[Recorded data]
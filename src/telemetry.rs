//! Structured console logging.
//!
//! Each event is one JSON object (`ts`, `level`, `event`, then the event's own
//! fields) written through the `log` facade. In the browser the facade is
//! backed by `console_log`.

use log::Level;
use serde_json::{Map, Number, Value};

#[cfg(target_arch = "wasm32")]
pub fn init(level: Level) {
    console_error_panic_hook::set_once();
    let _ = console_log::init_with_level(level);
}

pub fn log_event(level: Level, event: &str, fields: Value) {
    if level > log::max_level() {
        return;
    }

    let payload = event_payload(now_unix_millis(), level, event, fields);
    log::log!(level, "{payload}");
}

pub fn event_payload(ts: u64, level: Level, event: &str, fields: Value) -> Value {
    let mut payload = Map::new();
    payload.insert("ts".to_string(), Value::Number(Number::from(ts)));
    payload.insert(
        "level".to_string(),
        Value::String(level.as_str().to_ascii_lowercase()),
    );
    payload.insert("event".to_string(), Value::String(event.to_string()));

    if let Value::Object(extra) = fields {
        for (key, value) in extra {
            payload.insert(key, value);
        }
    }

    Value::Object(payload)
}

/// Milliseconds from navigation start to the end of the load event. `None`
/// while the browser has not filled both marks in.
pub fn page_load_millis(navigation_start: f64, load_event_end: f64) -> Option<u64> {
    if navigation_start <= 0.0 || load_event_end < navigation_start {
        return None;
    }

    Some((load_event_end - navigation_start).round() as u64)
}

#[cfg(target_arch = "wasm32")]
fn now_unix_millis() -> u64 {
    js_sys::Date::now() as u64
}

#[cfg(not(target_arch = "wasm32"))]
fn now_unix_millis() -> u64 {
    use std::time::{SystemTime, UNIX_EPOCH};

    SystemTime::now()
        .duration_since(UNIX_EPOCH)
        .map(|value| value.as_millis() as u64)
        .unwrap_or(0)
}

#[cfg(test)]
mod tests {
    use super::*;
    use serde_json::json;

    #[test]
    fn payload_carries_envelope_and_fields() {
        let payload = event_payload(
            1_700_000_000_000,
            Level::Warn,
            "contact_submit_failed",
            json!({ "reason": "transport" }),
        );

        assert_eq!(payload["ts"], json!(1_700_000_000_000_u64));
        assert_eq!(payload["level"], json!("warn"));
        assert_eq!(payload["event"], json!("contact_submit_failed"));
        assert_eq!(payload["reason"], json!("transport"));
    }

    #[test]
    fn non_object_fields_are_dropped() {
        let payload = event_payload(1, Level::Info, "site_ready", json!("ignored"));

        assert_eq!(payload.as_object().map(Map::len), Some(3));
    }

    #[test]
    fn page_load_time_needs_both_marks() {
        assert_eq!(page_load_millis(1_000.0, 1_842.4), Some(842));
        assert_eq!(page_load_millis(1_000.0, 0.0), None);
        assert_eq!(page_load_millis(0.0, 0.0), None);
    }
}
use crate::contact::{is_valid_email, ValidationError};

pub const SUBSCRIBED_MESSAGE: &str = "Thank you for subscribing!";

/// A newsletter sign-up. There is no endpoint behind it; accepting one only
/// logs the address.
#[derive(Clone, Debug, PartialEq, Eq)]
pub struct Subscription {
    email: String,
}

impl Subscription {
    pub fn new(email: &str) -> Result<Self, ValidationError> {
        if !is_valid_email(email) {
            return Err(ValidationError::InvalidEmail);
        }

        Ok(Self {
            email: email.to_string(),
        })
    }

    pub fn email(&self) -> &str {
        &self.email
    }
}

#[cfg(test)]
mod tests {
    use super::*;

    #[test]
    fn valid_address_is_accepted() {
        let subscription = Subscription::new("reader@example.org").expect("valid address");
        assert_eq!(subscription.email(), "reader@example.org");
    }

    #[test]
    fn invalid_address_reports_contact_form_message() {
        let error = Subscription::new("reader@example").expect_err("missing tld");
        assert_eq!(error.to_string(), "Please enter a valid email address");
        assert!(Subscription::new("").is_err());
    }
}
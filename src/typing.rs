pub const DEFAULT_TYPING_DELAY_MS: u32 = 100;
const WORD_HOLD_MS: u32 = 2_000;
const WORD_SWITCH_MS: u32 = 500;

#[derive(Clone, Debug, PartialEq, Eq)]
pub struct TypingFrame {
    pub text: String,
    pub next_delay_ms: u32,
}

/// Types a word out one character at a time, holds it, deletes it at double
/// speed, then moves on to the next word.
#[derive(Clone, Debug)]
pub struct TypingEffect {
    words: Vec<Vec<char>>,
    delay_ms: u32,
    word_index: usize,
    char_index: usize,
    deleting: bool,
}

impl TypingEffect {
    pub fn new(words: Vec<String>, delay_ms: u32) -> Option<Self> {
        let words = words
            .into_iter()
            .filter(|word| !word.is_empty())
            .map(|word| word.chars().collect::<Vec<_>>())
            .collect::<Vec<_>>();

        if words.is_empty() {
            return None;
        }

        Some(Self {
            words,
            delay_ms,
            word_index: 0,
            char_index: 0,
            deleting: false,
        })
    }

    pub fn step(&mut self) -> TypingFrame {
        let word = &self.words[self.word_index];

        if self.deleting {
            self.char_index = self.char_index.saturating_sub(1);
        } else {
            self.char_index = (self.char_index + 1).min(word.len());
        }

        let text = word[..self.char_index].iter().collect::<String>();
        let mut next_delay_ms = if self.deleting {
            self.delay_ms / 2
        } else {
            self.delay_ms
        };

        if !self.deleting && self.char_index == word.len() {
            next_delay_ms = WORD_HOLD_MS;
            self.deleting = true;
        } else if self.deleting && self.char_index == 0 {
            self.deleting = false;
            self.word_index = (self.word_index + 1) % self.words.len();
            next_delay_ms = WORD_SWITCH_MS;
        }

        TypingFrame {
            text,
            next_delay_ms,
        }
    }
}

#[cfg(test)]
mod tests {
    use super::*;

    fn frame(text: &str, next_delay_ms: u32) -> TypingFrame {
        TypingFrame {
            text: text.to_string(),
            next_delay_ms,
        }
    }

    #[test]
    fn types_holds_deletes_and_advances() {
        let mut effect =
            TypingEffect::new(vec!["ab".to_string(), "c".to_string()], 100).expect("words");

        assert_eq!(effect.step(), frame("a", 100));
        assert_eq!(effect.step(), frame("ab", 2_000));
        assert_eq!(effect.step(), frame("a", 50));
        assert_eq!(effect.step(), frame("", 500));
        assert_eq!(effect.step(), frame("c", 2_000));
        assert_eq!(effect.step(), frame("", 500));
        assert_eq!(effect.step(), frame("a", 100));
    }

    #[test]
    fn multibyte_words_are_typed_per_character() {
        let mut effect = TypingEffect::new(vec!["né".to_string()], 80).expect("words");

        assert_eq!(effect.step().text, "n");
        assert_eq!(effect.step().text, "né");
    }

    #[test]
    fn empty_words_are_skipped() {
        let mut effect =
            TypingEffect::new(vec![String::new(), "x".to_string()], 100).expect("words");
        assert_eq!(effect.step(), frame("x", 2_000));
    }

    #[test]
    fn no_words_disables_the_effect() {
        assert!(TypingEffect::new(Vec::new(), 100).is_none());
        assert!(TypingEffect::new(vec![String::new()], 100).is_none());
    }
}
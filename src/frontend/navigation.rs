use super::dom::{self, WindowListener};
use super::theme_toggle::ThemeToggle;
use crate::layout;
use web_sys::{Event, MouseEvent};
use yew::prelude::*;

const SITE_OWNER: &str = "Muhammad";

const NAV_ITEMS: [(&str, &str); 5] = [
    ("home", "Home"),
    ("about", "About"),
    ("skills", "Skills"),
    ("projects", "Projects"),
    ("contact", "Contact"),
];

#[function_component(Navbar)]
pub fn navbar() -> Html {
    let scrolled = use_state_eq(|| layout::navbar_is_scrolled(dom::scroll_y()));
    let menu_open = use_state_eq(|| false);
    let active = use_state_eq(|| None::<&'static str>);

    {
        let scrolled = scrolled.clone();
        let active = active.clone();
        use_effect_with((), move |_| {
            let listener = WindowListener::new("scroll", move |_: Event| {
                let scroll_y = dom::scroll_y();
                scrolled.set(layout::navbar_is_scrolled(scroll_y));

                let sections = dom::section_bounds();
                if let Some(id) = layout::active_section(scroll_y, &sections) {
                    let matching = NAV_ITEMS
                        .iter()
                        .map(|(item_id, _)| *item_id)
                        .find(|item_id| *item_id == id);
                    active.set(matching);
                }
            });
            move || drop(listener)
        });
    }

    let on_toggle_menu = {
        let menu_open = menu_open.clone();
        Callback::from(move |_: MouseEvent| menu_open.set(!*menu_open))
    };

    let on_link = {
        let menu_open = menu_open.clone();
        Callback::from(move |(event, id): (MouseEvent, &'static str)| {
            menu_open.set(false);
            if dom::scroll_to_anchor(id) {
                event.prevent_default();
            }
        })
    };

    let links = NAV_ITEMS.iter().map(|&(id, label)| {
        let onclick = {
            let on_link = on_link.clone();
            Callback::from(move |event: MouseEvent| on_link.emit((event, id)))
        };
        let is_active = *active == Some(id);

        html! {
            <li class="nav-item">
                <a
                    href={format!("#{id}")}
                    class={classes!("nav-link", is_active.then_some("active"))}
                    aria-current={is_active.then_some("page")}
                    onclick={onclick}
                >
                    {label}
                </a>
            </li>
        }
    });

    let on_logo = {
        let on_link = on_link.clone();
        Callback::from(move |event: MouseEvent| on_link.emit((event, "home")))
    };

    html! {
        <nav id="navbar" class={classes!("navbar", (*scrolled).then_some("scrolled"))}>
            <div class="nav-container">
                <a href="#home" class="nav-logo" onclick={on_logo}>{SITE_OWNER}</a>
                <ul id="navMenu" class={classes!("nav-menu", (*menu_open).then_some("active"))}>
                    { for links }
                </ul>
                <div class="nav-actions">
                    <ThemeToggle />
                    <button
                        id="navToggle"
                        class={classes!("nav-toggle", (*menu_open).then_some("active"))}
                        type="button"
                        aria-label="Toggle navigation menu"
                        aria-controls="navMenu"
                        aria-expanded={(*menu_open).to_string()}
                        onclick={on_toggle_menu}
                    >
                        <span class="bar"></span>
                        <span class="bar"></span>
                        <span class="bar"></span>
                    </button>
                </div>
            </div>
        </nav>
    }
}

#### TASK
If a line in the data contains the string "scrolled", copy it.

#### WRITTEN SOLUTION
    let scrolled = use_state_eq(|| layout::navbar_is_scrolled(dom::scroll_y()));
        let scrolled = scrolled.clone();
                scrolled.set(layout::navbar_is_scrolled(scroll_y));
        <nav id="navbar" class={classes!("navbar", (*scrolled).then_some("scrolled"))}>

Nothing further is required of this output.